NATIONS UNIES • Fin septembre, l’Assemblée générale des Nations Unies a adopté 17 objectifs pour un développement durable, qui font suite aux précédents objectifs du Millénaire. Ce nouveau cadre constitue-t-il un véritable progrès pour la planète et l’humanité? Eclairage.

Les objectifs de développement durable (objectifs 2015-2030) ont été adoptés par l’Assemblée générale des Nations Unies à fin septembre. Il s’agit du nouveau cadre général de politique de développement pour les quinze prochaines années, faisant suite à quinze années où la communauté internationale s’était promise de réaliser les objectifs du Millénaire (2000-2015)1 value="1">Lire Le Courrier du 25 septembre 2015, p. 11-12. https://www.lecourrier.ch/132924/objectif_faire_progresser_l_humanite.

Le Programme de développement durable à l’horizon 2030 affirme qu’une nouvelle approche est nécessaire pour relever les défis auxquels nous faisons face. L’idée est donc que les objectifs 2015-2030 constituent un changement important de politique de développement. Ainsi, ils se démarquent de leurs prédécesseurs en proposant des buts universels, ce qui n’était pas le cas des objectifs du Millénaire qui tendaient simplement à réduire, par exemple, la pauvreté de 50% par rapport à un niveau défini en l’an 2000. On veut maintenant éradiquer l’extrême pauvreté pour tous d’ici à 2030 et, de ce point de vue, il s’agit d’un progrès important.

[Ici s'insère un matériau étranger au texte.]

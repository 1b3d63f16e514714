//! Level palette and color ids
//!
//! The grid only stores `ColorId`s. Index 0 is the reserved empty color; the
//! renderer maps every id back to an RGBA value through the `Palette`.

use std::fmt;

use glam::Vec4;
use rand::Rng;
use serde::{Deserialize, Serialize};

use crate::error::GridError;

/// Index into the level palette
#[derive(
    Debug, Clone, Copy, PartialEq, Eq, PartialOrd, Ord, Hash, Default, Serialize, Deserialize,
)]
#[serde(transparent)]
pub struct ColorId(pub u8);

impl ColorId {
    /// The empty sentinel; never takes part in a match
    pub const EMPTY: ColorId = ColorId(0);

    #[inline]
    pub fn is_empty(self) -> bool {
        self == Self::EMPTY
    }

    #[inline]
    pub fn index(self) -> usize {
        self.0 as usize
    }
}

impl fmt::Display for ColorId {
    fn fmt(&self, f: &mut fmt::Formatter<'_>) -> fmt::Result {
        write!(f, "{}", self.0)
    }
}

/// Ordered list of RGBA colors, first entry = empty
#[derive(Debug, Clone, PartialEq, Serialize, Deserialize)]
#[serde(transparent)]
pub struct Palette {
    colors: Vec<Vec4>,
}

impl Default for Palette {
    fn default() -> Self {
        Self::new(vec![
            Vec4::new(0.0, 0.0, 0.0, 1.0), // empty (black)
            Vec4::new(0.90, 0.22, 0.21, 1.0),
            Vec4::new(0.26, 0.63, 0.28, 1.0),
            Vec4::new(0.12, 0.53, 0.90, 1.0),
            Vec4::new(0.99, 0.85, 0.21, 1.0),
            Vec4::new(0.56, 0.14, 0.67, 1.0),
        ])
    }
}

impl Palette {
    pub fn new(colors: Vec<Vec4>) -> Self {
        Self { colors }
    }

    /// Palette size, empty color included
    #[inline]
    pub fn len(&self) -> usize {
        self.colors.len()
    }

    pub fn is_empty(&self) -> bool {
        self.colors.is_empty()
    }

    /// Number of colors a block can take (empty excluded)
    pub fn usable_len(&self) -> usize {
        self.colors.len().saturating_sub(1)
    }

    pub fn rgba(&self, id: ColorId) -> Option<Vec4> {
        self.colors.get(id.index()).copied()
    }

    pub fn contains(&self, id: ColorId) -> bool {
        id.index() < self.colors.len()
    }

    /// All non-empty color ids in palette order
    pub fn usable(&self) -> impl Iterator<Item = ColorId> + '_ {
        (1..self.colors.len()).map(|i| ColorId(i as u8))
    }

    /// Uniform draw among the non-empty colors
    ///
    /// Callers must make sure the palette has at least one usable color.
    pub fn random_usable<R: Rng + ?Sized>(&self, rng: &mut R) -> ColorId {
        ColorId(rng.random_range(1..self.colors.len()) as u8)
    }

    /// Check that `id` is a placeable (non-empty, known) color
    pub fn check_placeable(&self, id: ColorId) -> Result<(), GridError> {
        if id.is_empty() {
            return Err(GridError::EmptyColor);
        }
        if !self.contains(id) {
            return Err(GridError::UnknownColor {
                color: id.0,
                palette_len: self.colors.len(),
            });
        }
        Ok(())
    }
}
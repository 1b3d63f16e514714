//! Native demo driver
//!
//! Generates a level and fires random balls at it, printing the grid after
//! each strike.
//!
//! Usage: `ring-match [LEVEL.json] [STRIKES]`

use std::process::ExitCode;

use ring_match::{LevelConfig, Session, Strike};

const DEFAULT_STRIKES: usize = 20;

fn main() -> ExitCode {
    env_logger::init();
    log::info!("Ring Match (native) starting...");

    let mut args = std::env::args().skip(1);
    let config = match args.next() {
        Some(path) => match LevelConfig::load(&path) {
            Ok(config) => config,
            Err(e) => {
                log::error!("{}", e);
                return ExitCode::FAILURE;
            }
        },
        None => LevelConfig::default(),
    };
    let strikes = args
        .next()
        .and_then(|s| s.parse().ok())
        .unwrap_or(DEFAULT_STRIKES);

    let mut session = match Session::new(config) {
        Ok(session) => session,
        Err(e) => {
            log::error!("Level generation failed: {}", e);
            return ExitCode::FAILURE;
        }
    };

    println!("Initial grid (seed {}):\n{}", session.seed(), session.grid());

    for n in 1..=strikes {
        let slice = session.random_slice();
        let color = session.random_ball_color();
        match session.strike(slice, color) {
            Ok(Strike::Placed { position, changes }) => {
                println!(
                    "#{n}: color {color} -> {position}: {} cleared, {} cascades, {} cells redrawn",
                    changes.cleared,
                    changes.cascades,
                    changes.len()
                );
                if changes.cleared > 0 {
                    println!("{}", session.grid());
                }
            }
            Ok(Strike::Blocked) => {
                println!("#{n}: color {color} -> slice {slice} is full, game over");
                break;
            }
            Ok(Strike::Core) => println!("#{n}: color {color} -> slice {slice} hit the core"),
            Err(e) => {
                log::error!("Strike failed: {}", e);
                return ExitCode::FAILURE;
            }
        }
    }

    println!("Final grid:\n{}", session.grid());
    ExitCode::SUCCESS
}
//! Live puzzle session
//!
//! A `Session` is handed to the collision and rendering collaborators at
//! construction. It owns the grid exclusively; every strike goes through
//! `&mut self`, so resolves never overlap.

use rand::{Rng, SeedableRng};
use rand_pcg::Pcg32;

use crate::consts::DEFAULT_SEED;
use crate::error::{ConfigError, GridError};
use crate::grid::{ChangeSet, Grid, GridGenerator, Landing, MatchEngine, Position};
use crate::level::LevelConfig;
use crate::palette::{ColorId, Palette};

/// What happened to a ball that struck a slice
#[derive(Debug, Clone, PartialEq, Eq)]
pub enum Strike {
    /// Ball became a block at `position`; `changes` lists every cell to redraw
    Placed {
        position: Position,
        changes: ChangeSet,
    },
    /// Column already reaches the rim
    Blocked,
    /// Column is empty, the ball hit the core
    Core,
}

pub struct Session {
    config: LevelConfig,
    seed: u64,
    rng: Pcg32,
    grid: Grid,
    engine: MatchEngine,
}

impl Session {
    /// Start a level using the configured seed (or a fixed default)
    pub fn new(config: LevelConfig) -> Result<Self, ConfigError> {
        let seed = config.seed.unwrap_or(DEFAULT_SEED);
        Self::with_seed(config, seed)
    }

    /// Start a level with an explicit generation seed
    pub fn with_seed(config: LevelConfig, seed: u64) -> Result<Self, ConfigError> {
        config.validate()?;
        let mut rng = Pcg32::seed_from_u64(seed);
        let grid = GridGenerator::new(&mut rng).generate_level(&config)?;
        log::info!("Session started with seed: {}", seed);
        Ok(Self {
            config,
            seed,
            rng,
            grid,
            engine: MatchEngine::new(),
        })
    }

    /// Resume on an existing grid (e.g. a hand-built puzzle)
    pub fn from_grid(config: LevelConfig, grid: Grid) -> Result<Self, ConfigError> {
        config.validate()?;
        if grid.n_slice() != config.n_slice
            || grid.n_layer() != config.n_layer
            || grid.len() != config.n_slice * config.n_layer
        {
            return Err(ConfigError::DimensionMismatch {
                n_slice: config.n_slice,
                n_layer: config.n_layer,
                grid_slice: grid.n_slice(),
                grid_layer: grid.n_layer(),
            });
        }
        let seed = config.seed.unwrap_or(DEFAULT_SEED);
        Ok(Self {
            config,
            seed,
            rng: Pcg32::seed_from_u64(seed),
            grid,
            engine: MatchEngine::new(),
        })
    }

    pub fn grid(&self) -> &Grid {
        &self.grid
    }

    pub fn config(&self) -> &LevelConfig {
        &self.config
    }

    pub fn palette(&self) -> &Palette {
        &self.config.palette
    }

    pub fn seed(&self) -> u64 {
        self.seed
    }

    /// Where a ball entering `slice` would come to rest
    pub fn landing(&self, slice: usize) -> Result<Landing, GridError> {
        self.grid.landing(slice)
    }

    /// A ball of `color` reached `slice` from outside the ring
    pub fn strike(&mut self, slice: usize, color: ColorId) -> Result<Strike, GridError> {
        self.config.palette.check_placeable(color)?;
        match self.grid.landing(slice)? {
            Landing::Cell(position) => {
                let changes = self.place_and_resolve(position.slice, position.layer, color)?;
                Ok(Strike::Placed { position, changes })
            }
            Landing::Blocked => {
                log::debug!("Slice {} is full", slice);
                Ok(Strike::Blocked)
            }
            Landing::Core => {
                log::debug!("Slice {} is empty, core reached", slice);
                Ok(Strike::Core)
            }
        }
    }

    /// Write `color` at (`slice`, `layer`) and resolve the fallout
    ///
    /// The change set is relative to the grid before the write, so the new
    /// block shows up in it when it survives.
    pub fn place_and_resolve(
        &mut self,
        slice: usize,
        layer: usize,
        color: ColorId,
    ) -> Result<ChangeSet, GridError> {
        let position = Position::new(slice, layer);
        self.grid.check(position)?;
        self.config.palette.check_placeable(color)?;

        let before = self.grid.clone();
        self.grid.set(position, color);
        let mut changes = self.engine.resolve(&mut self.grid, position)?;
        changes.positions = self.grid.diff(&before);
        Ok(changes)
    }

    /// Color for the next spawned ball
    pub fn random_ball_color(&mut self) -> ColorId {
        self.config.palette.random_usable(&mut self.rng)
    }

    /// Uniform slice pick, for demos and soak tests
    pub fn random_slice(&mut self) -> usize {
        self.rng.random_range(0..self.grid.n_slice())
    }
}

Les objectifs 2015-2030 marquent donc le début d’une nouvelle ère. Il convient à ce stade de se demander si le passage à un cadre politique basé sur le développement durable signale réellement un tournant vers un monde plus centré sur l’environnement et la durabilité et si cette approche nous amènera à vivre dans un monde radicalement différent en 2030.

D’un point de vue qualitatif, le changement principal apporté par les objectifs 2015-2030 est le rôle central donné au développement durable. C’est sans aucun doute un pas en avant vers une acception plus large de la notion de développement, incorporant des préoccupations sociales et environnementales. En même temps, le concept de développement durable qui guide la politique générale dans presque tous les secteurs depuis le début des années nonante est tellement malléable qu’il ne constitue un point de ralliement que parce que chacun peut y mettre le contenu qu’il désire.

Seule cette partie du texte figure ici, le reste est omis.